» **Task to carry out**: Repeat the lines of the data exactly, from the first one through the one that contains "new bytes are".

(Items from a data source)
%%
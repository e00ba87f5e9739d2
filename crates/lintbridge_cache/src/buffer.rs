//! Buffer cache keyed by buffer ID.

use std::collections::HashMap;
use std::sync::Arc;

use parking_lot::RwLock;
use tracing::debug;

use crate::CacheError;

/// Numeric handle standing in for a file's content.
pub type BufferId = u32;

/// Process-wide mapping from buffer IDs to the bytes last sent for them.
///
/// There is no eviction: the number of entries is bounded by the number of
/// distinct buffers the native side keeps open.
#[derive(Debug, Default)]
pub struct BufferCache {
    entries: RwLock<HashMap<BufferId, Arc<[u8]>>>,
}

impl BufferCache {
    /// Creates an empty cache.
    pub fn new() -> Self {
        Self::default()
    }

    /// Stores `bytes` for `id`, replacing any earlier content.
    pub fn insert(&self, id: BufferId, bytes: Vec<u8>) -> Arc<[u8]> {
        let bytes: Arc<[u8]> = Arc::from(bytes);
        let previous = self.entries.write().insert(id, Arc::clone(&bytes));
        debug!(
            "Cached {} byte(s) for buffer {}{}",
            bytes.len(),
            id,
            if previous.is_some() { " (replaced)" } else { "" }
        );
        bytes
    }

    /// Returns the bytes cached for `id`.
    pub fn get(&self, id: BufferId) -> Option<Arc<[u8]>> {
        self.entries.read().get(&id).cloned()
    }

    /// Resolves the content for a lint call.
    ///
    /// With `Some(bytes)` the cache entry is overwritten and the new bytes are
    /// returned. With `None` the cached entry is reused, which fails if
    /// nothing was ever cached for `id`.
    pub fn resolve(&self, id: BufferId, bytes: Option<Vec<u8>>) -> Result<Arc<[u8]>, CacheError> {
        match bytes {
            Some(bytes) => Ok(self.insert(id, bytes)),
            None => self.get(id).ok_or(CacheError::MissingBuffer(id)),
        }
    }

    /// Returns the number of cached buffers.
    pub fn len(&self) -> usize {
        self.entries.read().len()
    }

    /// Returns true if no buffer is cached.
    pub fn is_empty(&self) -> bool {
        self.entries.read().is_empty()
    }
}
//! Workspace registry for editor sessions.

use std::collections::HashMap;
use std::path::PathBuf;
use std::sync::atomic::{AtomicU64, Ordering};

use parking_lot::RwLock;
use tracing::{debug, info};
use url::Url;

/// A lint session identified by URI.
#[derive(Debug, Clone, PartialEq, Eq)]
pub struct Workspace {
    /// URI the workspace was created with.
    pub uri: String,
    /// File system root, when the URI is a `file:` URL.
    pub root: Option<PathBuf>,
    /// Creation order within the registry.
    pub generation: u64,
}

/// Registry of live workspaces.
#[derive(Debug, Default)]
pub struct WorkspaceRegistry {
    workspaces: RwLock<HashMap<String, Workspace>>,
    next_generation: AtomicU64,
}

impl WorkspaceRegistry {
    /// Creates an empty registry.
    pub fn new() -> Self {
        Self::default()
    }

    /// Creates the workspace for `uri`.
    ///
    /// Returns `false` if the workspace already existed, in which case it is
    /// left untouched.
    pub fn create(&self, uri: &str) -> bool {
        let mut workspaces = self.workspaces.write();
        if workspaces.contains_key(uri) {
            debug!("Workspace {} already exists", uri);
            return false;
        }

        let workspace = Workspace {
            uri: uri.to_string(),
            root: file_root(uri),
            generation: self.next_generation.fetch_add(1, Ordering::Relaxed),
        };
        info!("Created workspace {}", uri);
        workspaces.insert(uri.to_string(), workspace);
        true
    }

    /// Tears down the workspace for `uri`.
    ///
    /// Returns `false` if no such workspace existed.
    pub fn destroy(&self, uri: &str) -> bool {
        match self.workspaces.write().remove(uri) {
            Some(_) => {
                info!("Destroyed workspace {}", uri);
                true
            }
            None => {
                debug!("No workspace to destroy for {}", uri);
                false
            }
        }
    }

    /// Returns a snapshot of the workspace for `uri`.
    pub fn get(&self, uri: &str) -> Option<Workspace> {
        self.workspaces.read().get(uri).cloned()
    }

    /// Returns the URIs of all live workspaces in creation order.
    pub fn uris(&self) -> Vec<String> {
        let workspaces = self.workspaces.read();
        let mut live: Vec<&Workspace> = workspaces.values().collect();
        live.sort_by_key(|w| w.generation);
        live.into_iter().map(|w| w.uri.clone()).collect()
    }

    /// Returns the number of live workspaces.
    pub fn len(&self) -> usize {
        self.workspaces.read().len()
    }

    /// Returns true if there are no live workspaces.
    pub fn is_empty(&self) -> bool {
        self.workspaces.read().is_empty()
    }
}

fn file_root(uri: &str) -> Option<PathBuf> {
    let url = Url::parse(uri).ok()?;
    if url.scheme() != "file" {
        return None;
    }
    url.to_file_path().ok()
}
//! Rule and plugin module abstractions.
//!
//! A plugin module is whatever the host runtime produced when it imported a
//! plugin file: an optional declared name plus an ordered rule table. The
//! `PluginLoader` trait is the seam to that runtime.

use std::fmt;
use std::path::Path;
use std::sync::Arc;

use async_trait::async_trait;
use serde_json::{Map, Value};

use crate::{PluginError, Report};

/// Everything a rule sees while linting one file.
#[derive(Debug, Clone, Copy)]
pub struct RuleContext<'a> {
    /// Path of the file being linted.
    pub file_path: &'a Path,
    /// Decoded source text.
    pub source: &'a str,
    /// Options list configured for this rule.
    pub options: &'a [Value],
    /// Shared settings for the file.
    pub settings: &'a Map<String, Value>,
    /// Globals declared for the file.
    pub globals: &'a Map<String, Value>,
}

/// A lint rule contributed by a plugin.
pub trait Rule: Send + Sync {
    /// Lints one file and returns the findings.
    fn run(&self, ctx: &RuleContext<'_>) -> Result<Vec<Report>, PluginError>;
}

impl<F> Rule for F
where
    F: Fn(&RuleContext<'_>) -> Result<Vec<Report>, PluginError> + Send + Sync,
{
    fn run(&self, ctx: &RuleContext<'_>) -> Result<Vec<Report>, PluginError> {
        self(ctx)
    }
}

/// One entry of a plugin's exported rule table.
#[derive(Clone)]
pub struct RuleEntry {
    /// Rule name without the plugin prefix.
    pub name: String,
    /// Rule implementation.
    pub rule: Arc<dyn Rule>,
}

impl fmt::Debug for RuleEntry {
    fn fmt(&self, f: &mut fmt::Formatter<'_>) -> fmt::Result {
        f.debug_struct("RuleEntry")
            .field("name", &self.name)
            .field("rule", &"<dyn Rule>")
            .finish()
    }
}

/// A loaded plugin module.
#[derive(Debug, Clone, Default)]
pub struct PluginModule {
    /// Name the plugin declares for itself, if any.
    pub name: Option<String>,
    /// Exported rules, in declaration order.
    pub rules: Vec<RuleEntry>,
}

impl PluginModule {
    /// Creates a module with an optional declared name and no rules.
    pub fn new(name: Option<&str>) -> Self {
        Self {
            name: name.map(str::to_string),
            rules: Vec::new(),
        }
    }

    /// Appends a rule to the rule table.
    pub fn with_rule(mut self, name: impl Into<String>, rule: impl Rule + 'static) -> Self {
        self.rules.push(RuleEntry {
            name: name.into(),
            rule: Arc::new(rule),
        });
        self
    }
}

/// Imports plugin modules by path.
///
/// Implemented by the host runtime. The registry calls `import_plugin` at most
/// once per successfully loaded path.
#[async_trait]
pub trait PluginLoader: Send + Sync {
    /// Imports the plugin module at `path`.
    async fn import_plugin(&self, path: &Path) -> Result<PluginModule, PluginError>;
}
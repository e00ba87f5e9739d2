//! Cache error types.

use thiserror::Error;

use crate::BufferId;

/// Errors that can occur in the caching layer.
#[derive(Debug, Error, PartialEq, Eq)]
pub enum CacheError {
    /// Content was omitted but nothing is cached for the buffer ID.
    #[error("No buffer is cached for buffer ID {0}")]
    MissingBuffer(BufferId),
}
//! Lint result output.

use std::path::PathBuf;

use lintbridge_core::{Diagnostic, LintFileOutcome, Severity};
use miette::{IntoDiagnostic, Result};

/// Outcome of linting one file.
pub struct FileReport {
    pub path: PathBuf,
    pub outcome: LintFileOutcome,
}

impl FileReport {
    fn diagnostics(&self) -> &[Diagnostic] {
        match &self.outcome {
            LintFileOutcome::Diagnostics(diagnostics) => diagnostics.as_slice(),
            _ => &[],
        }
    }

    fn error(&self) -> Option<&str> {
        match &self.outcome {
            LintFileOutcome::Error(error) => Some(error),
            _ => None,
        }
    }

    /// Returns true if the file failed or has an error-level diagnostic.
    pub fn has_errors(&self) -> bool {
        self.error().is_some()
            || self
                .diagnostics()
                .iter()
                .any(|d| d.severity == Severity::Error)
    }
}

/// Prints the reports and returns true if any of them has errors.
pub fn output_results(reports: &[FileReport], format: &str) -> Result<bool> {
    let has_errors = reports.iter().any(FileReport::has_errors);

    match format {
        "json" => {
            let output: Vec<_> = reports
                .iter()
                .map(|r| {
                    serde_json::json!({
                        "path": r.path.display().to_string(),
                        "diagnostics": r.diagnostics(),
                        "error": r.error(),
                    })
                })
                .collect();
            println!(
                "{}",
                serde_json::to_string_pretty(&output).into_diagnostic()?
            );
        }
        _ => {
            for report in reports {
                if let Some(error) = report.error() {
                    println!("\n{}:", report.path.display());
                    println!("  failed: {}", error);
                    continue;
                }
                if report.diagnostics().is_empty() {
                    continue;
                }

                println!("\n{}:", report.path.display());
                for diag in report.diagnostics() {
                    let severity = match diag.severity {
                        Severity::Error => "error",
                        Severity::Warning => "warning",
                        Severity::Info => "info",
                    };
                    println!(
                        "  {}:{} {} [{}]: {}",
                        diag.span.start, diag.span.end, severity, diag.rule_name, diag.message
                    );
                }
            }

            let failed = reports.iter().filter(|r| r.error().is_some()).count();
            let issues: usize = reports.iter().map(|r| r.diagnostics().len()).sum();

            println!();
            println!(
                "Checked {} files ({} failed), found {} issues",
                reports.len(),
                failed,
                issues
            );
        }
    }

    Ok(has_errors)
}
%%
» **Response box**:
repository e00ba87f5e9739d2
filename crates/lintbridge_cache/src/buffer.rs
//! Buffer cache keyed by buffer ID.

use std::collections::HashMap;
use std::sync::Arc;

use parking_lot::RwLock;
use tracing::debug;

use crate::CacheError;

/// Numeric handle standing in for a file's content.
pub type BufferId = u32;

/// Process-wide mapping from buffer IDs to the bytes last sent for them.
///
/// There is no eviction: the number of entries is bounded by the number of
/// distinct buffers the native side keeps open.
#[derive(Debug, Default)]
pub struct BufferCache {
    entries: RwLock<HashMap<BufferId, Arc<[u8]>>>,
}

impl BufferCache {
    /// Creates an empty cache.
    pub fn new() -> Self {
        Self::default()
    }

    /// Stores `bytes` for `id`, replacing any earlier content.
    pub fn insert(&self, id: BufferId, bytes: Vec<u8>) -> Arc<[u8]> {
        let bytes: Arc<[u8]> = Arc::from(bytes);
        let previous = self.entries.write().insert(id, Arc::clone(&bytes));
        debug!(
            "Cached {} byte(s) for buffer {}{}",
            bytes.len(),
            id,
            if previous.is_some() { " (replaced)" } else { "" }
        );
        bytes
    }

    /// Returns the bytes cached for `id`.
    pub fn get(&self, id: BufferId) -> Option<Arc<[u8]>> {
        self.entries.read().get(&id).cloned()
    }

    /// Resolves the content for a lint call.
    ///
    /// With `Some(bytes)` the cache entry is overwritten and the new bytes are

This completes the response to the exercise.